• What to work on
Please say how many lines in the entries below hold the string "OperatorTable", with no other words.

Provided entries START

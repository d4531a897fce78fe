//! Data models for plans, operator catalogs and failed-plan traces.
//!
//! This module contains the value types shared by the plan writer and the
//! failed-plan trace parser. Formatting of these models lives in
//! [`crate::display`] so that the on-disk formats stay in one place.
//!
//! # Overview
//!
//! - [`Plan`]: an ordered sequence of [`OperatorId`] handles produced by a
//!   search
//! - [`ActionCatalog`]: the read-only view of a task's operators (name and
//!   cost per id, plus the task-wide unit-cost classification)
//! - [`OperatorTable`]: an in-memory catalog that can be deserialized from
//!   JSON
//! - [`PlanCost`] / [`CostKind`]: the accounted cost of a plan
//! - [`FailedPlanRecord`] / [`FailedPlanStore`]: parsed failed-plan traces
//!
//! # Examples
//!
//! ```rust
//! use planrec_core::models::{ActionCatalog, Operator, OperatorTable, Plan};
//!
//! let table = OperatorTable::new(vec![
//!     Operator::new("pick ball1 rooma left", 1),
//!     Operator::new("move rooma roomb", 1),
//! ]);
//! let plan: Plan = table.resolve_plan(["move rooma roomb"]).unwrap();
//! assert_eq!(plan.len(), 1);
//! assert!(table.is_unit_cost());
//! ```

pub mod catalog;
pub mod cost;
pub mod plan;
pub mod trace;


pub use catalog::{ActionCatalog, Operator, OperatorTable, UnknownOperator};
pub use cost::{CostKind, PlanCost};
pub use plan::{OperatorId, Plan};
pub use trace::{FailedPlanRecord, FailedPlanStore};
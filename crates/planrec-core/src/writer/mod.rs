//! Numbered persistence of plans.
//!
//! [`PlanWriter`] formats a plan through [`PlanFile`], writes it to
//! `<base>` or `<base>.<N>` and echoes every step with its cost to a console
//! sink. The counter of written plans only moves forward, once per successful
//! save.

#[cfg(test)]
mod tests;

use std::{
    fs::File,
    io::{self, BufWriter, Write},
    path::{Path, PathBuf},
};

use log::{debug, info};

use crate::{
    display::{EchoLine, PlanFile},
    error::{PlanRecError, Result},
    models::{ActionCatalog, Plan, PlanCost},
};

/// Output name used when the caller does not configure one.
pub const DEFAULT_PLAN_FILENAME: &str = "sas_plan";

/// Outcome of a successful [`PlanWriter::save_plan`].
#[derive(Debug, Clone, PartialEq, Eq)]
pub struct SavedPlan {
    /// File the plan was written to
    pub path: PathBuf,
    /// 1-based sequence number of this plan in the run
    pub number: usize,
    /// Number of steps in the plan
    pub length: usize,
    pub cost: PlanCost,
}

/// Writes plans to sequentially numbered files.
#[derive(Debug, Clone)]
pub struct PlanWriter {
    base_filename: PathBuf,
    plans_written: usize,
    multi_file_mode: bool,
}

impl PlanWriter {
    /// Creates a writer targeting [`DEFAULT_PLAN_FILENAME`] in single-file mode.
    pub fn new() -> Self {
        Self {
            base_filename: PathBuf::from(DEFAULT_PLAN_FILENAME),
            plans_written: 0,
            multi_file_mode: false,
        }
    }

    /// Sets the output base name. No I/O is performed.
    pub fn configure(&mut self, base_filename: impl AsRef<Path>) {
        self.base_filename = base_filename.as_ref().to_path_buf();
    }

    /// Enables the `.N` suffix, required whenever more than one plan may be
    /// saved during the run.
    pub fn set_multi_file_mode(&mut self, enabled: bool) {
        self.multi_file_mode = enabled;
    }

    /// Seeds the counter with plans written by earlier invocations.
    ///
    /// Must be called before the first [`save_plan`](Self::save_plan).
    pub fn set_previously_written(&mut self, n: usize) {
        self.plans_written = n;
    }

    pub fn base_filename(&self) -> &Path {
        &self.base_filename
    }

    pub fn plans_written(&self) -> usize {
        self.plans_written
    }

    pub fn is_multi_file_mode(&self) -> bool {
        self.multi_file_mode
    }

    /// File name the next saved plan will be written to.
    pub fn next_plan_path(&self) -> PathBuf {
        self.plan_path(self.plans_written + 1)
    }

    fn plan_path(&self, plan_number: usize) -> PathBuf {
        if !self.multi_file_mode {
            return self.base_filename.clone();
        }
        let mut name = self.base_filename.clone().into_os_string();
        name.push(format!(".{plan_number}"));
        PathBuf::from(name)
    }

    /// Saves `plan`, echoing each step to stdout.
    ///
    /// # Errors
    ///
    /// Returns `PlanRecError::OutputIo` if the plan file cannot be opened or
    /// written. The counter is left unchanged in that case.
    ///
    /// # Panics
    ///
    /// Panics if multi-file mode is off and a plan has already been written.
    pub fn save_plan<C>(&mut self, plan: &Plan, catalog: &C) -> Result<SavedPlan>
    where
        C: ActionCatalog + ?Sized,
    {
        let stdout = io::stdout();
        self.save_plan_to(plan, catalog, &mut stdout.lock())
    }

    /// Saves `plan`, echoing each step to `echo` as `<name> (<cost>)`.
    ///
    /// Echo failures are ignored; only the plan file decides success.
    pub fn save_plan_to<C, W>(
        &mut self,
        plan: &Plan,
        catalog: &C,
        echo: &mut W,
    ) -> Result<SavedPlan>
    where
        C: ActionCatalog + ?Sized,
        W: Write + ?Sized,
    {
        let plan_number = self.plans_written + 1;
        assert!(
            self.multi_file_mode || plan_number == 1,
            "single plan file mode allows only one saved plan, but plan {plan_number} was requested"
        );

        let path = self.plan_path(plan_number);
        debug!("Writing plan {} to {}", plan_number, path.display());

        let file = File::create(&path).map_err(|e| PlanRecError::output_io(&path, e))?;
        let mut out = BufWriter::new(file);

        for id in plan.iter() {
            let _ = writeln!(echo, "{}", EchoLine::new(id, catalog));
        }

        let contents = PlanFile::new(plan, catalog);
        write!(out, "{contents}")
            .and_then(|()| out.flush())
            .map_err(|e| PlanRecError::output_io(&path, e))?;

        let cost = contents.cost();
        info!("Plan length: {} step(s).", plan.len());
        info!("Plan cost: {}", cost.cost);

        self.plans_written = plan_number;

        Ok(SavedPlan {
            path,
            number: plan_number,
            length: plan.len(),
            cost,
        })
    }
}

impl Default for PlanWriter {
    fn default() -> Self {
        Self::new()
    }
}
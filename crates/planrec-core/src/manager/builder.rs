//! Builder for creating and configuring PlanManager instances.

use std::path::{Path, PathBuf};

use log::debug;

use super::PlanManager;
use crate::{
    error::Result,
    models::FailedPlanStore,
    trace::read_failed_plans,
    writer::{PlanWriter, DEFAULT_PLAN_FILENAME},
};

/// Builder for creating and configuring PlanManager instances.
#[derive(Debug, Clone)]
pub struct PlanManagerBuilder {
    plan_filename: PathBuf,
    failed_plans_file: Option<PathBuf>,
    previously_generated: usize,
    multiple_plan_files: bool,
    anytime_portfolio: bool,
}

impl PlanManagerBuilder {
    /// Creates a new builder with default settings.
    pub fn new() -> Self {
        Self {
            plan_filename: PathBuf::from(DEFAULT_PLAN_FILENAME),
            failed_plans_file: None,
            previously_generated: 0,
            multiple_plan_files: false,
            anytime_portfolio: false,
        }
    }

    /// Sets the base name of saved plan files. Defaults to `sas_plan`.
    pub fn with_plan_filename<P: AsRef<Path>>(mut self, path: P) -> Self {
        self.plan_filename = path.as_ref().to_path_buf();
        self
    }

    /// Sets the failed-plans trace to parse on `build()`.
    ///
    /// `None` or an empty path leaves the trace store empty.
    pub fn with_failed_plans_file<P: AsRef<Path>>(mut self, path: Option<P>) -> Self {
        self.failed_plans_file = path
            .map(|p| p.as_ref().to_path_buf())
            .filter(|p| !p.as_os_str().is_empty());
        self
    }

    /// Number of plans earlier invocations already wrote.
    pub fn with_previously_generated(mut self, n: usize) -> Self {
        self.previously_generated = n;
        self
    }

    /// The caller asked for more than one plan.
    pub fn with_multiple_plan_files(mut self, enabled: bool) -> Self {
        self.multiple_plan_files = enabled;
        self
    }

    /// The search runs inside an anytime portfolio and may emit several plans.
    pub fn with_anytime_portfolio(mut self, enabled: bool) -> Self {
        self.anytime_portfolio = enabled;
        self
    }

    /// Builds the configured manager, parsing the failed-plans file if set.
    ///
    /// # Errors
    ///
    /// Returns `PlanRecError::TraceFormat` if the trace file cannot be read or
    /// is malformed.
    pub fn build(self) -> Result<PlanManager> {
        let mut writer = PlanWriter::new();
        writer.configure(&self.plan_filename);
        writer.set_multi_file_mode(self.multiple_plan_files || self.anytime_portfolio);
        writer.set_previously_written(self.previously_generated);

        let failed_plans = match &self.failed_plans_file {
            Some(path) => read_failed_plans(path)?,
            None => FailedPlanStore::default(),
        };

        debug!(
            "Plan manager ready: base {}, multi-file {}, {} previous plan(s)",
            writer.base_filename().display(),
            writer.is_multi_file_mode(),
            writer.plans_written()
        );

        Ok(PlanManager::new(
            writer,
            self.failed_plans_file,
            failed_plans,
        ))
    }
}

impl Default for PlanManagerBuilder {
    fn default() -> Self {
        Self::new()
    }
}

Provided entries END

• Written response
4